EXERCISE DESCRIPTION:
For the entries below, report the number of lines containing "arithmetic", without any other content.

LISTED RECORDS:
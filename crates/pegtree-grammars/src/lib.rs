#![cfg_attr(coverage_nightly, feature(coverage_attribute))]

//! Grammars built on pegtree combinators.
//!
//! - [`common`]: whitespace, identifiers, numbers, strings, comments and the
//!   token/keyword helpers every grammar here is written with
//! - [`arithmetic`](mod@arithmetic): flat-precedence arithmetic expressions
//! - [`json`](mod@json): JSON values (with single-quoted strings allowed)
//!
//! Each grammar is built once on first use and shared; parse with it from
//! as many threads as needed.
//!
//! A parse returns the top-level token directly when it spans the whole
//! input, and otherwise a token named after the grammar's root rule with it
//! as the only child. Surrounding whitespace is the usual reason, so
//! consumers should accept both shapes.

pub mod builtin;
pub mod common;

#[cfg(feature = "grammar-arithmetic")]
pub mod arithmetic;
#[cfg(feature = "grammar-json")]
pub mod json;

#[cfg(test)]
mod common_tests;

pub use builtin::*;
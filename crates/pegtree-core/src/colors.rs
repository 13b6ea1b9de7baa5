//! Terminal styling for token outlines and parse traces.
//!
//! Names (tokens, registered rules) are blue, matched text is green, failed
//! rule applications are red, and spans or byte offsets are dimmed. With
//! [`Colors::OFF`] every code is empty, so formatting code never branches on
//! whether color is wanted.

/// The escape codes a renderer interpolates around each part of a line.
///
/// Plain 16-color SGR codes only.
#[derive(Clone, Copy, Debug)]
pub struct Colors {
    pub blue: &'static str,
    pub green: &'static str,
    pub red: &'static str,
    pub dim: &'static str,
    pub reset: &'static str,
}

impl Default for Colors {
    fn default() -> Self {
        Self::OFF
    }
}

impl Colors {
    pub const ON: Self = Self {
        blue: "\x1b[34m",
        green: "\x1b[32m",
        red: "\x1b[31m",
        dim: "\x1b[2m",
        reset: "\x1b[0m",
    };

    /// Every field empty: output is byte-for-byte plain text.
    pub const OFF: Self = Self {
        blue: "",
        green: "",
        red: "",
        dim: "",
        reset: "",
    };

    /// [`Colors::ON`] or [`Colors::OFF`], e.g. from a `--color` switch or
    /// an `is_terminal()` check.
    pub fn new(enabled: bool) -> Self {
        if enabled { Self::ON } else { Self::OFF }
    }

    pub fn is_enabled(&self) -> bool {
        !self.blue.is_empty()
    }

    /// `text` between `color` and a reset. Unchanged when `color` is empty.
    pub fn paint(&self, color: &str, text: &str) -> String {
        match color {
            "" => text.to_string(),
            _ => format!("{color}{text}{}", self.reset),
        }
    }
}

RESPONSE AREA:
3